[Your instructions]
Please copy the listing below in its entirety, without alteration.

═════ Given entries

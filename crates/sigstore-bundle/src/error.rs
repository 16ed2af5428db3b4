//! Error types for sigstore-bundle

use thiserror::Error;

/// Errors from bundle content checks and trust decisions
#[derive(Error, Debug)]
pub enum Error {
    /// Envelope payload type is not the one the operation expects
    #[error("incorrect media type: expected {expected}, got {actual}")]
    IncorrectMediaType { expected: String, actual: String },

    #[error("failed to decode base64: {0}")]
    DecodingB64(#[source] sigstore_types::Error),

    #[error("failed to decode JSON: {0}")]
    DecodingJson(#[source] sigstore_types::Error),

    #[error("unsupported algorithm: {0}")]
    UnsupportedAlgorithm(String),

    /// Artifact does not match the signed content
    #[error("integrity mismatch: {0}")]
    IntegrityMismatch(String),

    /// Signing key could not be loaded
    #[error("invalid key: {0}")]
    InvalidKey(#[source] sigstore_crypto::Error),

    #[error("signature verification failed: {0}")]
    SignatureInvalid(String),

    /// Key hint not present in the trust material
    #[error("unresolvable key: {0}")]
    UnresolvableKey(#[source] sigstore_trust_root::Error),

    /// No certificate authority accepted the chain
    #[error("certificate chain does not verify against any trusted certificate authority")]
    ChainVerificationFailed,

    #[error("certificate chain is empty")]
    EmptyCertificateChain,

    #[error("invalid certificate: {0}")]
    InvalidCertificate(#[source] sigstore_crypto::Error),
}

/// Broad classification of [`Error`]
#[derive(Debug, Clone, Copy, PartialEq, Eq)]
pub enum ErrorKind {
    /// Malformed or mistyped input
    Format,
    UnsupportedAlgorithm,
    Integrity,
    /// Credential not trusted or signature not valid
    Trust,
}

impl Error {
    pub fn kind(&self) -> ErrorKind {
        match self {
            Error::IncorrectMediaType { .. }
            | Error::DecodingB64(_)
            | Error::DecodingJson(_)
            | Error::InvalidCertificate(_) => ErrorKind::Format,
            Error::UnsupportedAlgorithm(_) => ErrorKind::UnsupportedAlgorithm,
            Error::IntegrityMismatch(_) => ErrorKind::Integrity,
            Error::InvalidKey(_)
            | Error::SignatureInvalid(_)
            | Error::UnresolvableKey(_)
            | Error::ChainVerificationFailed
            | Error::EmptyCertificateChain => ErrorKind::Trust,
        }
    }
}

/// Result type for sigstore-bundle
pub type Result<T> = std::result::Result<T, Error>;
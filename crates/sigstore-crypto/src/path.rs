//! Certificate path building
//!
//! Uses rustls-webpki for RFC 5280 path validation: signatures at each level,
//! validity periods, basic constraints and extended key usage. WebPKI trust
//! anchors carry no validity period, so the root's window is checked here.

use crate::error::{Error, Result};
use crate::x509::X509Certificate;
use chrono::{DateTime, Utc};
use rustls_pki_types::{CertificateDer, UnixTime};
use std::time::Duration;
use webpki::{EndEntityCert, KeyUsage};

/// Extended Key Usage: Code Signing (1.3.6.1.5.5.7.3.3), OID content bytes
pub const EKU_CODE_SIGNING: &[u8] = &[0x2b, 0x06, 0x01, 0x05, 0x05, 0x07, 0x03, 0x03];

/// Build a path from `leaf` through `intermediates` to `root`
///
/// Every certificate on the path, root included, must be valid at
/// `evaluation_time`. Certificates carrying an extended key usage extension
/// must list code signing; those without one are unrestricted. Intermediates
/// are a pool: unused entries are ignored.
pub fn build_certificate_path(
    leaf: &X509Certificate,
    intermediates: &[&X509Certificate],
    root: &X509Certificate,
    evaluation_time: DateTime<Utc>,
) -> Result<()> {
    if !root.is_valid_at(evaluation_time) {
        return Err(Error::PathBuilding(format!(
            "trust anchor not valid at {} (valid {} to {})",
            evaluation_time,
            root.not_before(),
            root.not_after()
        )));
    }

    let leaf_der = CertificateDer::from(leaf.as_der());
    let end_entity = EndEntityCert::try_from(&leaf_der)
        .map_err(|e| Error::PathBuilding(format!("failed to parse leaf certificate: {:?}", e)))?;

    let root_der = CertificateDer::from(root.as_der());
    let anchors = [webpki::anchor_from_trusted_cert(&root_der)
        .map_err(|e| Error::PathBuilding(format!("failed to create trust anchor: {:?}", e)))?];

    let intermediates: Vec<CertificateDer<'_>> = intermediates
        .iter()
        .map(|cert| CertificateDer::from(cert.as_der()))
        .collect();

    let secs = u64::try_from(evaluation_time.timestamp()).map_err(|_| {
        Error::PathBuilding(format!(
            "evaluation time {} is before the Unix epoch",
            evaluation_time
        ))
    })?;
    let time = UnixTime::since_unix_epoch(Duration::from_secs(secs));

    end_entity
        .verify_for_usage(
            webpki::ALL_VERIFICATION_ALGS,
            &anchors,
            &intermediates,
            time,
            KeyUsage::required_if_present(EKU_CODE_SIGNING),
            None, // No revocation checking
            None,
        )
        .map_err(|e| Error::PathBuilding(format!("{:?}", e)))?;

    Ok(())
}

══════════

[Answer space]
filename crates/sigstore-bundle/src/error.rs
repository 16ed2af5428db3b4
//! Error types for sigstore-bundle

use thiserror::Error;

/// Errors from bundle content checks and trust decisions
#[derive(Error, Debug)]
pub enum Error {
    /// Envelope payload type is not the one the operation expects
    #[error("incorrect media type: expected {expected}, got {actual}")]
    IncorrectMediaType { expected: String, actual: String },

    #[error("failed to decode base64: {0}")]
    DecodingB64(#[source] sigstore_types::Error),

    #[error("failed to decode JSON: {0}")]
    DecodingJson(#[source] sigstore_types::Error),

    #[error("unsupported algorithm: {0}")]
    UnsupportedAlgorithm(String),

    /// Artifact does not match the signed content
    #[error("integrity mismatch: {0}")]
    IntegrityMismatch(String),

    /// Signing key could not be loaded
    #[error("invalid key: {0}")]
    InvalidKey(#[source] sigstore_crypto::Error),

    #[error("signature verification failed: {0}")]
    SignatureInvalid(String),

    /// Key hint not present in the trust material
    #[error("unresolvable key: {0}")]
    UnresolvableKey(#[source] sigstore_trust_root::Error),

    /// No certificate authority accepted the chain
    #[error("certificate chain does not verify against any trusted certificate authority")]
    ChainVerificationFailed,

    #[error("certificate chain is empty")]
    EmptyCertificateChain,

    #[error("invalid certificate: {0}")]
    InvalidCertificate(#[source] sigstore_crypto::Error),
}

/// Broad classification of [`Error`]
#[derive(Debug, Clone, Copy, PartialEq, Eq)]
pub enum ErrorKind {
    /// Malformed or mistyped input
    Format,
    UnsupportedAlgorithm,
    Integrity,
    /// Credential not trusted or signature not valid
    Trust,
}

impl Error {
    pub fn kind(&self) -> ErrorKind {
        match self {
            Error::IncorrectMediaType { .. }
            | Error::DecodingB64(_)
            | Error::DecodingJson(_)
            | Error::InvalidCertificate(_) => ErrorKind::Format,
            Error::UnsupportedAlgorithm(_) => ErrorKind::UnsupportedAlgorithm,
            Error::IntegrityMismatch(_) => ErrorKind::Integrity,
            Error::InvalidKey(_)
            | Error::SignatureInvalid(_)
            | Error::UnresolvableKey(_)
            | Error::ChainVerificationFailed
            | Error::EmptyCertificateChain => ErrorKind::Trust,
        }
    }
}

/// Result type for sigstore-bundle
pub type Result<T> = std::result::Result<T, Error>;
filename crates/sigstore-crypto/src/path.rs
//! Certificate path building
//!
//! Uses rustls-webpki for RFC 5280 path validation: signatures at each level,
//! validity periods, basic constraints and extended key usage. WebPKI trust
//! anchors carry no validity period, so the root's window is checked here.

use crate::error::{Error, Result};
use crate::x509::X509Certificate;
use chrono::{DateTime, Utc};
use rustls_pki_types::{CertificateDer, UnixTime};
use std::time::Duration;
use webpki::{EndEntityCert, KeyUsage};

/// Extended Key Usage: Code Signing (1.3.6.1.5.5.7.3.3), OID content bytes
pub const EKU_CODE_SIGNING: &[u8] = &[0x2b, 0x06, 0x01, 0x05, 0x05, 0x07, 0x03, 0x03];

/// Build a path from `leaf` through `intermediates` to `root`
///
/// Every certificate on the path, root included, must be valid at
/// `evaluation_time`. Certificates carrying an extended key usage extension
/// must list code signing; those without one are unrestricted. Intermediates
/// are a pool: unused entries are ignored.
pub fn build_certificate_path(
    leaf: &X509Certificate,
    intermediates: &[&X509Certificate],
    root: &X509Certificate,
    evaluation_time: DateTime<Utc>,
) -> Result<()> {
    if !root.is_valid_at(evaluation_time) {
        return Err(Error::PathBuilding(format!(
            "trust anchor not valid at {} (valid {} to {})",
            evaluation_time,
            root.not_before(),
            root.not_after()
        )));
    }

    let leaf_der = CertificateDer::from(leaf.as_der());
    let end_entity = EndEntityCert::try_from(&leaf_der)
        .map_err(|e| Error::PathBuilding(format!("failed to parse leaf certificate: {:?}", e)))?;

    let root_der = CertificateDer::from(root.as_der());
    let anchors = [webpki::anchor_from_trusted_cert(&root_der)
        .map_err(|e| Error::PathBuilding(format!("failed to create trust anchor: {:?}", e)))?];

    let intermediates: Vec<CertificateDer<'_>> = intermediates
        .iter()
        .map(|cert| CertificateDer::from(cert.as_der()))
        .collect();

    let secs = u64::try_from(evaluation_time.timestamp()).map_err(|_| {
        Error::PathBuilding(format!(
            "evaluation time {} is before the Unix epoch",
            evaluation_time
        ))
    })?;
    let time = UnixTime::since_unix_epoch(Duration::from_secs(secs));

    end_entity
        .verify_for_usage(
            webpki::ALL_VERIFICATION_ALGS,
            &anchors,
            &intermediates,
            time,
            KeyUsage::required_if_present(EKU_CODE_SIGNING),
            None, // No revocation checking
            None,
        )
        .map_err(|e| Error::PathBuilding(format!("{:?}", e)))?;

    Ok(())
}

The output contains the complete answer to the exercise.